Antioquía, siglo V. Mientras su mente intenta comprender el absurdo que le acaban de lanzar, el monje Bassos mira al hermano Simeón con la boca abierta. Este último sonríe serenamente mientras espera la respuesta a su petición. Como si no le hubiera pedido a Bassos que lo encerrara en su celda durante la Cuaresma.
- ¿Has perdido la cabeza?, finalmente exclama el monje. ¿Amurallarte durante cuarenta días sin agua ni comida? ¡De ninguna manera!
Es verdad que los monjes deben ser aún más frugales y ligeros durante la Cuaresma. Y Simeón es conocido por sus intensas penitencias y sacrificios por el Señor. ¡Pero el esfuerzo no significa locura!
Al ver la mirada escandalizada de su amigo, Simeón le pide que deje un poco de pan y una jarra de agua por si su cuerpo ya no aguanta. Pero vuelve a rogar a Bassos que acceda a su loca petición.
Para agradar a Dios
De hecho, Simeón ha sido un amante de Cristo desde la infancia. Todo comienza el día que sus padres lo llevan a misa. Después de escuchar un sermón sobre las Bienaventuranzas, el pequeño Simeón quiere saber cómo entrar en el reino de Dios. Se apresura a interrogar al sacerdote. Este le dice que debe rezar, rezar de nuevo y hacerse monje.
Poco después, Simeón tiene un sueño. Se ve a sí mismo, con los pies en el barro, cavando los fundamentos. Mientras cava y cava, sus brazos se cansan y quiere parar. Entonces una voz suave pero firme le susurra al oído.
- ¡Vuelve a cavar!¡Puedes construir cuando hayas cavado bien!
Cuando se une al monasterio de Teleda, Simeón solo tiene una idea en mente: agradar a Dios sin reservas.
Impresiona y asusta a sus hermanos por los sacrificios que se impone a sí mismo, particularmente en forma de ayuno. Al hacer esto, Simeón comparte el dolor de Cristo y hace penitencia por el mundo.
Lo envían de regreso, esperando que cuide su salud. Pero no hay manera. Simeón se refugia en una cisterna.
Cinco días después, es llamado de regreso al monasterio. Diez años después, va a Tellamisos, cerca de Antioquía, acompañado del hermano Bassos.
De mala gana, este último acepta la petición de su hermano. El día de Pascua se apresura a liberar a Simeón de su celda. Su corazón casi se detiene cuando lo descubre en el suelo. Se apresura a hacerle beber el agua del cántaro que no ha tocado. El enclenque monje tampoco ha tomado una miga.
"No he excavado lo suficiente", dice, para consternación de Bassos.
28 cuaresmas y una columna del cielo
De hecho, Simeón no está satisfecho con su Cuaresma.
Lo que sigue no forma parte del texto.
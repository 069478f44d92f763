//! Kernel trait definition

use crate::core::SparseVector;

/// Kernel function K(x, y) over sparse samples
///
/// Implementations must be symmetric; the kernel cache stores one value per
/// unordered pair.
pub trait Kernel: Send + Sync {
    /// Compute kernel value K(x, y)
    fn compute(&self, x: &SparseVector, y: &SparseVector) -> f64;

    /// Compute K(x, y) given the squared norms of both vectors
    ///
    /// The solver precomputes norms once per sample, which lets distance-based
    /// kernels skip the full distance merge.
    fn compute_with_norms(
        &self,
        x: &SparseVector,
        y: &SparseVector,
        x_norm_sq: f64,
        y_norm_sq: f64,
    ) -> f64 {
        let _ = (x_norm_sq, y_norm_sq);
        self.compute(x, y)
    }
}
Entonces, una vez celebrada la Pascua, comienza de nuevo por segunda vez. Luego una tercera. Una décima. Hasta repetir la hazaña veintiocho veces. Al cabo de estos tres años, el ejercicio le parece demasiado fácil a Simeón para seguir haciendo penitencia de esta manera.
Después de muchas reflexiones, Simeón parte hacia Siria y descubre unas ruinas en la cima de una montaña. Entre ellas, una columna sigue en pie. Sin dudarlo, el monje sube y se instala en la cima. Inmediatamente, se siente más cerca de Dios. Tanto es así que Simeón nunca más volverá a bajar.
Su nombre luego se extiende como la pólvora. Va gente de todas partes a verlo. Los obispos le piden consejo, los enfermos imploran su bendición y los peregrinos rezan a su lado. Obtiene varios milagros.
Incluso en la parte superior de su columna, Simeón dedica tiempo a quienes acuden a él. El propio emperador Teodosio II lo estima mucho.
Simeón muere en una posición de oración todavía encaramado a lo alto de su columna en el año 459. Se dice que pasó treinta años entre el cielo y la tierra.
La virtud del esfuerzo
A través de la lupa de los tiempos modernos, los sacrificios de san Simeón el Estilita parecen excesivos.
Pero la vida del monje que quería agradar a Dios no está exenta de lecciones. Cualquier esfuerzo repetido se vuelve cada vez menos doloroso. Es bueno tener esto en cuenta cuando te esfuerces por cumplir tus propósitos de Cuaresma.